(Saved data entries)
------------------------------

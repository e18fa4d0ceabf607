//! Intermediate per-node relationship collection and the final flush into
//! paged storage.
//!
//! Scan batches deliver a node's relationships in no particular order and
//! spread over many workers, so targets are first collected into chunked
//! lists partitioned by contiguous internal-id ranges (one lock per range;
//! contention scales with the range count, not the worker count). Once
//! every batch is drained, the ranges are flushed in parallel: per node,
//! targets are sorted, optionally aggregated, delta-compressed, and written
//! through one page slice, with the slice address recorded in the
//! node-indexed offset array. Results are merged by internal node id, never
//! by arrival order.

use crate::{
    config::{Aggregation, PageBacking},
    error::Result,
    paged::{vlong::encode_deltas, AdjacencyList, PageAllocator},
    types::{Address, MappedId, NO_RELATIONSHIPS},
};
use parking_lot::Mutex;
use rayon::prelude::*;
use std::sync::atomic::{AtomicU64, Ordering};

/// Targets and property rows pending for the nodes of one id range.
struct ChunkedTargets {
    targets: Vec<Vec<MappedId>>,
    /// Parallel to `targets`, `key_count` values per entry.
    properties: Vec<Vec<u64>>,
}

impl ChunkedTargets {
    fn new(len: usize) -> Self {
        Self {
            targets: vec![Vec::new(); len],
            properties: vec![Vec::new(); len],
        }
    }
}

/// Collects the relationships of one import and builds the compressed
/// adjacency (and property) pages.
pub struct AdjacencyBuilder {
    node_count: usize,
    range_shift: u32,
    key_count: usize,
    aggregation: Aggregation,
    ranges: Vec<Mutex<ChunkedTargets>>,
}

impl AdjacencyBuilder {
    pub fn new(
        node_count: usize,
        key_count: usize,
        aggregation: Aggregation,
        concurrency: usize,
    ) -> Self {
        let range_shift = range_shift(node_count, concurrency);
        let range_size = 1usize << range_shift;
        let range_count = (node_count + range_size - 1) / range_size;
        let ranges = (0..range_count)
            .map(|range| {
                let start = range * range_size;
                let len = std::cmp::min(range_size, node_count - start);
                Mutex::new(ChunkedTargets::new(len))
            })
            .collect();
        Self {
            node_count,
            range_shift,
            key_count,
            aggregation,
            ranges,
        }
    }

    /// Appends one relationship; `properties` holds `key_count` raw bit
    /// patterns.
    pub fn add(&self, source: MappedId, target: MappedId, properties: &[u64]) {
        debug_assert_eq!(properties.len(), self.key_count);
        let range = (source >> self.range_shift) as usize;
        let local = (source & ((1u64 << self.range_shift) - 1)) as usize;
        let mut chunk = self.ranges[range].lock();
        chunk.targets[local].push(target);
        chunk.properties[local].extend_from_slice(properties);
    }

    /// Flushes every pending run into fresh page storage and returns the
    /// frozen lists, the node-indexed offset arrays, and the number of
    /// adjacency entries written.
    pub fn build(
        self,
        page_size: usize,
        backing: PageBacking,
    ) -> Result<BuiltAdjacency> {
        let allocator = PageAllocator::new(page_size, backing)?;
        let property_allocator = if self.key_count > 0 {
            Some(PageAllocator::new(page_size, backing)?)
        } else {
            None
        };
        let written = AtomicU64::new(0);
        let range_size = 1usize << self.range_shift;
        let mut offsets = vec![NO_RELATIONSHIPS; self.node_count];
        let mut property_offsets = vec![NO_RELATIONSHIPS; if self.key_count > 0 { self.node_count } else { 0 }];
        let ranges: Vec<ChunkedTargets> =
            self.ranges.into_iter().map(Mutex::into_inner).collect();
        let flush = FlushContext {
            key_count: self.key_count,
            aggregation: self.aggregation,
            allocator: &allocator,
            property_allocator: property_allocator.as_ref(),
            written: &written,
        };
        if self.key_count > 0 {
            ranges
                .into_par_iter()
                .zip(offsets.par_chunks_mut(range_size))
                .zip(property_offsets.par_chunks_mut(range_size))
                .try_for_each(|((chunk, adjacency_out), property_out)| {
                    flush.flush_range(chunk, adjacency_out, Some(property_out))
                })?;
        } else {
            ranges
                .into_par_iter()
                .zip(offsets.par_chunks_mut(range_size))
                .try_for_each(|(chunk, adjacency_out)| {
                    flush.flush_range(chunk, adjacency_out, None)
                })?;
        }
        Ok(BuiltAdjacency {
            adjacency_list: allocator.into_list(),
            adjacency_offsets: offsets.into_boxed_slice(),
            property_list: property_allocator.map(PageAllocator::into_list),
            property_offsets: if self.key_count > 0 {
                Some(property_offsets.into_boxed_slice())
            } else {
                None
            },
            relationship_count: written.into_inner(),
        })
    }
}

/// The output of [`AdjacencyBuilder::build`].
pub struct BuiltAdjacency {
    pub adjacency_list: AdjacencyList,
    pub adjacency_offsets: Box<[Address]>,
    pub property_list: Option<AdjacencyList>,
    pub property_offsets: Option<Box<[Address]>>,
    pub relationship_count: u64,
}

struct FlushContext<'a> {
    key_count: usize,
    aggregation: Aggregation,
    allocator: &'a PageAllocator,
    property_allocator: Option<&'a PageAllocator>,
    written: &'a AtomicU64,
}

impl<'a> FlushContext<'a> {
    fn flush_range(
        &self,
        chunk: ChunkedTargets,
        adjacency_out: &mut [Address],
        mut property_out: Option<&mut [Address]>,
    ) -> Result<()> {
        let mut order: Vec<u32> = vec![];
        let mut targets: Vec<MappedId> = vec![];
        let mut properties: Vec<u64> = vec![];
        let mut run: Vec<u8> = vec![];
        for (local, (pending_targets, pending_properties)) in chunk
            .targets
            .into_iter()
            .zip(chunk.properties.into_iter())
            .enumerate()
        {
            if pending_targets.is_empty() {
                continue;
            }
            self.sort_and_aggregate(
                &pending_targets,
                &pending_properties,
                &mut order,
                &mut targets,
                &mut properties,
            );
            self.written.fetch_add(targets.len() as u64, Ordering::Relaxed);

            run.clear();
            run.extend_from_slice(&(targets.len() as u32).to_le_bytes());
            encode_deltas(&targets, &mut run);
            let mut slice = self.allocator.allocate(run.len())?;
            adjacency_out[local] = slice.address();
            slice.insert(&run);

            if let Some(property_allocator) = self.property_allocator {
                run.clear();
                run.extend_from_slice(&(targets.len() as u32).to_le_bytes());
                for &bits in &properties {
                    run.extend_from_slice(&bits.to_le_bytes());
                }
                let mut slice = property_allocator.allocate(run.len())?;
                if let Some(out) = property_out.as_mut() {
                    out[local] = slice.address();
                }
                slice.insert(&run);
            }
        }
        Ok(())
    }

    /// Sorts one node's pending relationships by target and applies the
    /// configured aggregation, leaving the final run in `targets` and
    /// `properties`.
    fn sort_and_aggregate(
        &self,
        pending_targets: &[MappedId],
        pending_properties: &[u64],
        order: &mut Vec<u32>,
        targets: &mut Vec<MappedId>,
        properties: &mut Vec<u64>,
    ) {
        let key_count = self.key_count;
        order.clear();
        order.extend(0..pending_targets.len() as u32);
        order.sort_unstable_by_key(|&index| pending_targets[index as usize]);
        targets.clear();
        properties.clear();
        for &index in order.iter() {
            let target = pending_targets[index as usize];
            let row = &pending_properties[index as usize * key_count..][..key_count];
            if self.aggregation != Aggregation::None && targets.last() == Some(&target) {
                let merged = properties.len() - key_count;
                for (slot, &bits) in properties[merged..].iter_mut().zip(row) {
                    *slot = aggregate(self.aggregation, *slot, bits);
                }
            } else {
                targets.push(target);
                properties.extend_from_slice(row);
            }
        }
    }
}

fn aggregate(aggregation: Aggregation, current: u64, incoming: u64) -> u64 {
    let (current, incoming) = (f64::from_bits(current), f64::from_bits(incoming));
    match aggregation {
        Aggregation::None | Aggregation::Single => current.to_bits(),
        Aggregation::Sum => (current + incoming).to_bits(),
        Aggregation::Min => current.min(incoming).to_bits(),
        Aggregation::Max => current.max(incoming).to_bits(),
    }
}

/// Picks the id-range width: several ranges per worker to keep the range
/// locks uncontended, bounded so tiny graphs still get a few ranges.
fn range_shift(node_count: usize, concurrency: usize) -> u32 {
    let per_range = node_count / std::cmp::max(concurrency * 4, 1);
    let size = std::cmp::max(per_range, 1)
        .next_power_of_two()
        .max(1 << 4)
        .min(1 << 20);
    size.trailing_zeros()
}
//! Relationship import and its immutable result.

pub mod adjacency;

pub use adjacency::AdjacencyBuilder;

use crate::{
    buffer::RelationshipsBatchBuffer,
    config::{Aggregation, PageBacking},
    error::Result,
    idmap::IdMap,
    paged::{AdjacencyCursor, AdjacencyList, PropertyCursor},
    types::{Address, MappedId, RelTypeId, NO_RELATIONSHIPS},
};
use std::sync::atomic::{AtomicU64, Ordering};

/// Imports the relationships of one type (or of all types at once) from
/// scanned batches into an [`AdjacencyBuilder`].
pub struct SingleTypeImporter {
    rel_type: Option<RelTypeId>,
    key_count: usize,
    builder: AdjacencyBuilder,
    rows: AtomicU64,
}

impl SingleTypeImporter {
    /// `rel_type: None` accepts every record regardless of type.
    pub fn new(
        rel_type: Option<RelTypeId>,
        node_count: usize,
        key_count: usize,
        aggregation: Aggregation,
        concurrency: usize,
    ) -> Self {
        Self {
            rel_type,
            key_count,
            builder: AdjacencyBuilder::new(node_count, key_count, aggregation, concurrency),
            rows: AtomicU64::new(0),
        }
    }

    pub fn rel_type(&self) -> Option<RelTypeId> {
        self.rel_type
    }

    /// Consumes one scanned batch. `columns` holds one decoded property
    /// column per configured key, indexed by batch position. Records whose
    /// source or target was not mapped during node loading are skipped.
    pub fn import_batch(
        &self,
        buffer: &RelationshipsBatchBuffer,
        columns: &[Vec<u64>],
        id_map: &IdMap,
    ) {
        debug_assert_eq!(columns.len(), self.key_count);
        let mut row = vec![0u64; self.key_count];
        for (position, record) in buffer.records().enumerate() {
            if let Some(rel_type) = self.rel_type {
                if record[2] != rel_type {
                    continue;
                }
            }
            self.rows.fetch_add(1, Ordering::Relaxed);
            let (source, target) = match (id_map.to_mapped(record[0]), id_map.to_mapped(record[1]))
            {
                (Some(source), Some(target)) => (source, target),
                _ => continue,
            };
            for (slot, column) in row.iter_mut().zip(columns) {
                *slot = column[position];
            }
            self.builder.add(source, target, &row);
        }
    }

    /// Flushes the collected relationships and freezes the result.
    pub fn build(self, page_size: usize, backing: PageBacking) -> Result<Relationships> {
        let rows = self.rows.into_inner();
        let built = self.builder.build(page_size, backing)?;
        Ok(Relationships {
            rows,
            relationship_count: built.relationship_count,
            adjacency_list: built.adjacency_list,
            adjacency_offsets: built.adjacency_offsets,
            property_list: built.property_list,
            property_offsets: built.property_offsets,
            key_count: self.key_count,
        })
    }
}

/// The immutable relationship topology (and properties) of one import.
pub struct Relationships {
    rows: u64,
    relationship_count: u64,
    adjacency_list: AdjacencyList,
    adjacency_offsets: Box<[Address]>,
    property_list: Option<AdjacencyList>,
    property_offsets: Option<Box<[Address]>>,
    key_count: usize,
}

impl Relationships {
    /// Scanned records accepted by this import's type filter.
    pub fn rows(&self) -> u64 {
        self.rows
    }

    /// Adjacency entries written (after endpoint filtering and
    /// aggregation).
    pub fn relationship_count(&self) -> u64 {
        self.relationship_count
    }

    pub fn adjacency_list(&self) -> &AdjacencyList {
        &self.adjacency_list
    }

    pub fn adjacency_offsets(&self) -> &[Address] {
        &self.adjacency_offsets
    }

    pub fn property_list(&self) -> Option<&AdjacencyList> {
        self.property_list.as_ref()
    }

    pub fn property_offsets(&self) -> Option<&[Address]> {
        self.property_offsets.as_deref()
    }

    /// Number of decoded property keys per relationship.
    pub fn key_count(&self) -> usize {
        self.key_count
    }

    /// The outgoing degree of `node`.
    pub fn degree(&self, node: MappedId) -> u32 {
        match self.adjacency_offsets[node as usize] {
            NO_RELATIONSHIPS => 0,
            offset => self.adjacency_list.degree(offset),
        }
    }

    /// The ascending target list of `node`, or `None` for a node without
    /// relationships.
    pub fn targets(&self, node: MappedId) -> Option<AdjacencyCursor> {
        match self.adjacency_offsets[node as usize] {
            NO_RELATIONSHIPS => None,
            offset => Some(self.adjacency_list.cursor(offset)),
        }
    }

    /// The property rows of `node`, parallel to [`Relationships::targets`].
    pub fn properties(&self, node: MappedId) -> Option<PropertyCursor> {
        let list = self.property_list.as_ref()?;
        let offsets = self.property_offsets.as_ref()?;
        match offsets[node as usize] {
            NO_RELATIONSHIPS => None,
            offset => Some(list.property_cursor(offset, self.key_count)),
        }
    }
}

------------------------------

Across the records above, show each line containing the word "PropertyCursor".

(Result below)
    paged::{AdjacencyCursor, AdjacencyList, PropertyCursor},
    pub fn properties(&self, node: MappedId) -> Option<PropertyCursor> {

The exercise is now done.